From the entries below, copy each line in which the word "parts" occurs.

Collected data entries
=====

//! Signed bearer tokens.
//!
//! Tokens are HS256 JWTs carrying the admin id (`userId`) and username. They
//! are stateless: nothing is stored server-side, so a token stays valid until
//! `exp` even after logout.

use chrono::{DateTime, Duration, Utc};
use jsonwebtoken::{Algorithm, DecodingKey, EncodingKey, Header, Validation};
use secrecy::{ExposeSecret, SecretString};
use serde::{Deserialize, Serialize};

use site_core::AdminId;

use super::AuthError;
use crate::models::AdminIdentity;

/// Claims embedded in an admin token.
#[derive(Debug, Clone, PartialEq, Eq, Serialize, Deserialize)]
#[serde(rename_all = "camelCase")]
pub struct Claims {
    /// Admin the token was issued to.
    pub user_id: AdminId,
    /// Username at issue time.
    pub username: String,
    /// Issued-at, seconds since the epoch.
    pub iat: i64,
    /// Expiry, seconds since the epoch.
    pub exp: i64,
}

impl Claims {
    /// The identity these claims vouch for.
    #[must_use]
    pub fn identity(&self) -> AdminIdentity {
        AdminIdentity {
            id: self.user_id,
            username: self.username.clone(),
        }
    }
}

/// Signing and verification keys plus the validity window.
#[derive(Clone)]
pub struct TokenKeys {
    encoding: EncodingKey,
    decoding: DecodingKey,
    validation: Validation,
    ttl: Duration,
}

impl std::fmt::Debug for TokenKeys {
    fn fmt(&self, f: &mut std::fmt::Formatter<'_>) -> std::fmt::Result {
        f.debug_struct("TokenKeys")
            .field("keys", &"[REDACTED]")
            .field("ttl", &self.ttl)
            .finish()
    }
}

impl TokenKeys {
    /// Build keys from the shared signing secret.
    #[must_use]
    pub fn new(secret: &SecretString, ttl: Duration) -> Self {
        let bytes = secret.expose_secret().as_bytes();

        let mut validation = Validation::new(Algorithm::HS256);
        validation.leeway = 0;
        validation.set_required_spec_claims(&["exp", "iat"]);

        Self {
            encoding: EncodingKey::from_secret(bytes),
            decoding: DecodingKey::from_secret(bytes),
            validation,
            ttl,
        }
    }

    /// Issue a token for an admin, valid from now.
    ///
    /// # Errors
    ///
    /// Returns `AuthError::Signing` if encoding fails.
    pub fn issue(&self, admin: &AdminIdentity) -> Result<String, AuthError> {
        self.issue_at(admin, Utc::now())
    }

    /// Issue a token as if it had been issued at `issued_at`.
    ///
    /// # Errors
    ///
    /// Returns `AuthError::Signing` if encoding fails.
    pub fn issue_at(
        &self,
        admin: &AdminIdentity,
        issued_at: DateTime<Utc>,
    ) -> Result<String, AuthError> {
        let claims = Claims {
            user_id: admin.id,
            username: admin.username.clone(),
            iat: issued_at.timestamp(),
            exp: (issued_at + self.ttl).timestamp(),
        };

        jsonwebtoken::encode(&Header::new(Algorithm::HS256), &claims, &self.encoding)
            .map_err(AuthError::Signing)
    }

    /// Verify a token and return its claims.
    ///
    /// # Errors
    ///
    /// Returns `AuthError::InvalidToken` if the token is malformed, expired,
    /// or signed with a different key.
    pub fn verify(&self, token: &str) -> Result<Claims, AuthError> {
        jsonwebtoken::decode::<Claims>(token, &self.decoding, &self.validation)
            .map(|data| data.claims)
            .map_err(AuthError::InvalidToken)
    }
}

#[cfg(test)]
#[allow(clippy::unwrap_used)]
mod tests {
    use super::*;

    fn keys(secret: &str) -> TokenKeys {
        TokenKeys::new(&SecretString::from(secret), Duration::hours(24))
    }

    fn admin() -> AdminIdentity {
        AdminIdentity {
            id: AdminId::new(1),
            username: "admin".to_owned(),
        }
    }

    #[test]
    fn test_issue_then_verify_yields_same_identity() {
        let keys = keys("k3y-for-tests-0123456789-abcdefghij");
        let token = keys.issue(&admin()).unwrap();

        let claims = keys.verify(&token).unwrap();
        assert_eq!(claims.identity(), admin());
        assert_eq!(claims.exp - claims.iat, 24 * 60 * 60);
    }

    #[test]
    fn test_expired_token_is_rejected() {
        let keys = keys("k3y-for-tests-0123456789-abcdefghij");
        let issued = Utc::now() - Duration::hours(25);
        let token = keys.issue_at(&admin(), issued).unwrap();

        assert!(matches!(
            keys.verify(&token),
            Err(AuthError::InvalidToken(_))
        ));
    }

    #[test]
    fn test_token_signed_with_other_key_is_rejected() {
        let token = keys("first-k3y-0123456789-abcdefghijkl")
            .issue(&admin())
            .unwrap();

        assert!(
            keys("other-k3y-0123456789-abcdefghijkl")
                .verify(&token)
                .is_err()
        );
    }

    #[test]
    fn test_tampered_payload_is_rejected() {
        let keys = keys("k3y-for-tests-0123456789-abcdefghij");
        let token = keys.issue(&admin()).unwrap();
        let forged = keys
            .issue(&AdminIdentity {
                id: AdminId::new(2),
                username: "mallory".to_owned(),
            })
            .unwrap();

        // Splice the forged payload onto the original signature.
        let mut parts: Vec<&str> = token.split('.').collect();
        let forged_payload = forged.split('.').nth(1).unwrap();
        parts[1] = forged_payload;
        let tampered = parts.join(".");

        assert!(keys.verify(&tampered).is_err());
    }

    #[test]
    fn test_garbage_is_rejected() {
        let keys = keys("k3y-for-tests-0123456789-abcdefghij");
        assert!(keys.verify("not.a.jwt").is_err());
        assert!(keys.verify("").is_err());
    }

    #[test]
    fn test_claims_use_camel_case() {
        let claims = Claims {
            user_id: AdminId::new(7),
            username: "admin".to_owned(),
            iat: 1,
            exp: 2,
        };
        let json = serde_json::to_value(&claims).unwrap();
        assert_eq!(json["userId"], 7);
        assert_eq!(json["username"], "admin");
    }
}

=====

* Task response *
        let mut parts: Vec<&str> = token.split('.').collect();
        parts[1] = forged_payload;
        let tampered = parts.join(".");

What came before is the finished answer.